08.08 Follow-Up Status of Post-Operative Appendectomy Patients

H. Tessman1, J. Hartwell1  1University of Kansas Medical Center, Emergency General Surgery/Trauma Surgery, Kansas City, KANSAS, USA

Introduction: Previous studies have shown scarce data on the follow-up patterns of postoperative appendectomy patients and their impact on complication rates. A higher-than-expected number of appendectomy patients have experienced complications at the University of Kansas Medical Center (KUMC) on the Emergency General Surgery (EGS) service. As charts were reviewed for relevant complications, it was noticed that some patients were not showing up for their in-person follow-up appointments. This study examined the follow-up status of appendectomy patients, modifiable factors impacting follow-up, and their relationship with post-operative complications.

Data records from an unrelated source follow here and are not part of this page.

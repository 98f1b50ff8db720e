//! Project-wide constants.

use std::time::Duration;

pub const AUTHOR: &str = env!("CARGO_PKG_AUTHORS");
pub const HOMEPAGE: &str = env!("CARGO_PKG_HOMEPAGE");
pub const REPO: &str = env!("CARGO_PKG_REPOSITORY");

/// Default OpenAI model backing the assistant.
pub const DEFAULT_MODEL: &str = "gpt-4";

/// Base URL of the OpenAI REST API (without trailing slash).
pub const OPENAI_API_URL: &str = "https://api.openai.com/v1";

/// Beta header value required by the Assistants endpoints.
pub const OPENAI_BETA: &str = "assistants=v2";

/// Base URL of the news search API (without trailing slash).
pub const NEWS_API_URL: &str = "https://newsapi.org";

/// Maximum number of articles requested per topic.
pub const NEWS_PAGE_SIZE: usize = 5;

/// Delay between two run status checks.
pub const DEFAULT_POLL_INTERVAL: Duration = Duration::from_secs(2);

/// Upper bound on how long a single run may take before it is cancelled.
pub const DEFAULT_RUN_TIMEOUT: Duration = Duration::from_secs(300);

/// Per-request HTTP timeout for both vendor APIs.
pub const DEFAULT_REQUEST_TIMEOUT: Duration = Duration::from_secs(30);

/// Default listen address for the web UI.
pub const DEFAULT_BIND: &str = "127.0.0.1:8501";

/// Format a number with comma separators (e.g. 1,234,567).
pub fn format_number(n: u64) -> String {
    let s = n.to_string();
    let mut result = String::with_capacity(s.len() + s.len() / 3);
    for (i, c) in s.chars().enumerate() {
        if i > 0 && (s.len() - i).is_multiple_of(3) {
            result.push(',');
        }
        result.push(c);
    }
    result
}
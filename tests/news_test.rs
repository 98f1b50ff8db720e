use std::collections::HashMap;
use std::sync::{Arc, Mutex};
use std::time::Duration;

use axum::extract::{Query, State};
use axum::http::StatusCode;
use axum::routing::get;
use axum::{Json, Router};
use serde_json::json;

use newsum::config::NewsConfig;
use newsum::news::{NewsApiClient, NewsSource};

type Seen = Arc<Mutex<Vec<HashMap<String, String>>>>;

/// Serve `app` on an ephemeral port and return its base URL.
async fn spawn(app: Router) -> String {
    let listener = tokio::net::TcpListener::bind("127.0.0.1:0").await.unwrap();
    let addr = listener.local_addr().unwrap();
    tokio::spawn(async move {
        axum::serve(listener, app).await.unwrap();
    });
    format!("http://{addr}")
}

fn client(base_url: String) -> NewsApiClient {
    let mut config = NewsConfig::new("test-key");
    config.base_url = base_url;
    config.request_timeout = Duration::from_millis(500);
    NewsApiClient::new(config).unwrap()
}

fn three_articles() -> serde_json::Value {
    json!({
        "status": "ok",
        "totalResults": 3,
        "articles": [
            {
                "source": {"id": null, "name": "CoinDesk"},
                "author": "Jane Doe",
                "title": "Bitcoin tops $100k",
                "description": "A new all-time high.",
                "url": "https://example.com/1"
            },
            {
                "source": {"id": "reuters", "name": "Reuters"},
                "author": null,
                "title": "ETF inflows surge",
                "description": null,
                "url": "https://example.com/2"
            },
            {
                "source": {"name": "The Block"},
                "title": "Miners brace for halving"
            }
        ]
    })
}

#[tokio::test]
async fn formats_each_article_in_order() {
    let seen: Seen = Arc::default();
    let app = Router::new()
        .route(
            "/v2/everything",
            get(
                |State(seen): State<Seen>, Query(params): Query<HashMap<String, String>>| async move {
                    seen.lock().unwrap().push(params);
                    Json(three_articles())
                },
            ),
        )
        .with_state(Arc::clone(&seen));
    let news = client(spawn(app).await);

    let blocks = news.fetch("bitcoin").await;

    assert_eq!(blocks.len(), 3);
    assert_eq!(
        blocks[0],
        "Title: Bitcoin tops $100k,\nAuthor: Jane Doe,\nSource: CoinDesk,\nDescription: A new all-time high.,\nURL: https://example.com/1"
    );
    assert!(blocks[1].contains("Author: Unknown Author,"));
    assert!(blocks[1].contains("Description: No Description,"));
    assert!(blocks[2].ends_with("URL: No URL"));

    for block in &blocks {
        let labels: Vec<&str> = block
            .lines()
            .map(|l| l.split(':').next().unwrap())
            .collect();
        assert_eq!(labels, vec!["Title", "Author", "Source", "Description", "URL"]);
    }

    let seen = seen.lock().unwrap();
    assert_eq!(seen.len(), 1);
    assert_eq!(seen[0]["q"], "bitcoin");
    assert_eq!(seen[0]["apiKey"], "test-key");
    assert_eq!(seen[0]["pageSize"], "5");
}

#[tokio::test]
async fn caps_results_at_page_size() {
    let articles: Vec<_> = (0..9).map(|i| json!({"title": format!("Story {i}")})).collect();
    let body = json!({"articles": articles});
    let app = Router::new().route(
        "/v2/everything",
        get(move || {
            let body = body.clone();
            async move { Json(body) }
        }),
    );
    let news = client(spawn(app).await);

    assert_eq!(news.fetch("anything").await.len(), 5);
}

#[tokio::test]
async fn missing_articles_key_yields_empty() {
    let app = Router::new().route(
        "/v2/everything",
        get(|| async { Json(json!({"status": "ok", "totalResults": 0})) }),
    );
    let news = client(spawn(app).await);

    assert!(news.fetch("nothing").await.is_empty());
}

#[tokio::test]
async fn non_200_statuses_yield_empty() {
    for status in [
        StatusCode::UNAUTHORIZED,
        StatusCode::TOO_MANY_REQUESTS,
        StatusCode::INTERNAL_SERVER_ERROR,
        StatusCode::NO_CONTENT,
    ] {
        let app = Router::new().route(
            "/v2/everything",
            get(move || async move {
                (status, Json(json!({"status": "error", "articles": [{"title": "x"}]})))
            }),
        );
        let news = client(spawn(app).await);

        assert!(
            news.fetch("bitcoin").await.is_empty(),
            "expected no articles for {status}"
        );
    }
}

#[tokio::test]
async fn undecodable_body_yields_empty() {
    let app = Router::new().route("/v2/everything", get(|| async { "<html>maintenance</html>" }));
    let news = client(spawn(app).await);

    assert!(news.fetch("bitcoin").await.is_empty());
}

#[tokio::test]
async fn connection_refused_yields_empty() {
    // Grab a free port, then close it so nothing is listening.
    let listener = tokio::net::TcpListener::bind("127.0.0.1:0").await.unwrap();
    let addr = listener.local_addr().unwrap();
    drop(listener);

    let news = client(format!("http://{addr}"));
    assert!(news.fetch("bitcoin").await.is_empty());
}

#[tokio::test]
async fn slow_server_times_out_to_empty() {
    let app = Router::new().route(
        "/v2/everything",
        get(|| async {
            tokio::time::sleep(Duration::from_secs(5)).await;
            Json(three_articles())
        }),
    );
    let news = client(spawn(app).await);

    assert!(news.fetch("bitcoin").await.is_empty());
}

Methods: 158 patients who underwent appendectomy from July 2022 to December 2023 were included for analysis. Patients treated non-operatively with antibiotics were excluded from the study. The follow-up status of patients was analyzed by whether they followed up in-person, had telephone communication with the EGS service, or did not follow-up. Modifiable factors included whether the patient had a social work consult, primary care provider (PCP), gastroenterologist (GI) specialist, and whether they followed-up with another provider if they did not follow-up with the EGS service. Demographic factors were insurance status and zip code as a marker of socioeconomic status. All factors were tested for their association with complications. A poverty rate was calculated and tested for its association with complications.

Results: There was no statistical significance for the relationship between follow-up status and postoperative complications (0.313) or AAST grade of appendicitis (0.704). There was a slightly higher mean poverty rate in patients that had complications (mean poverty index=13) compared to those who did not (mean poverty index=12.7). There was a higher mean poverty rate for those that did not follow-up (15.1) compared to those that did (12.6). There was not a significant relationship between complications and poverty rate (p=0.799). The only factor that had a significant relationship with appendectomy complications was insurance status (p=0.012). The insurance status also had a near significant relationship with follow-up status as well (p=0.059). Other modifiable factors did not have any statistical significance in relation to complications, including PCP status (p=0.399), GI specialist (p=0.772), and other provider status (p=0.955). These modifiable factors also did not show a significant relationship with follow-up status: PCP status (p=0.068), GI specialist (p=0.533), and other provider status (p=0.251).

Conclusion: While many factors influence postoperative appendectomy complications in, follow-up status does not appear to be a contributor The EGS service at KUMC provides adequate follow-up care of appendectomy patients and did not experience any missed complication due to lack of follow-up. The majority of patients that did not follow-up had shorter lengths of stay and lower AAST grade appendicitis and would be expected to follow-up less and experience a lower portion of complications. Referral to financial assistance programs, providing financial resource information, or social work referral should be considered at a post-operative appendectomy visit if the patient does not have any insurance. In addition, there were no social work consults utilized by the EGS department so this could be addressed as well. The post-operative visit could also include referral to a primary care provider, if the patient does not have one. In future studies, a quality improvement initiative could be examined that uses insurance status as a metric to target patients who have financial issues, primary care provider needs, and social work needs to mitigate complications.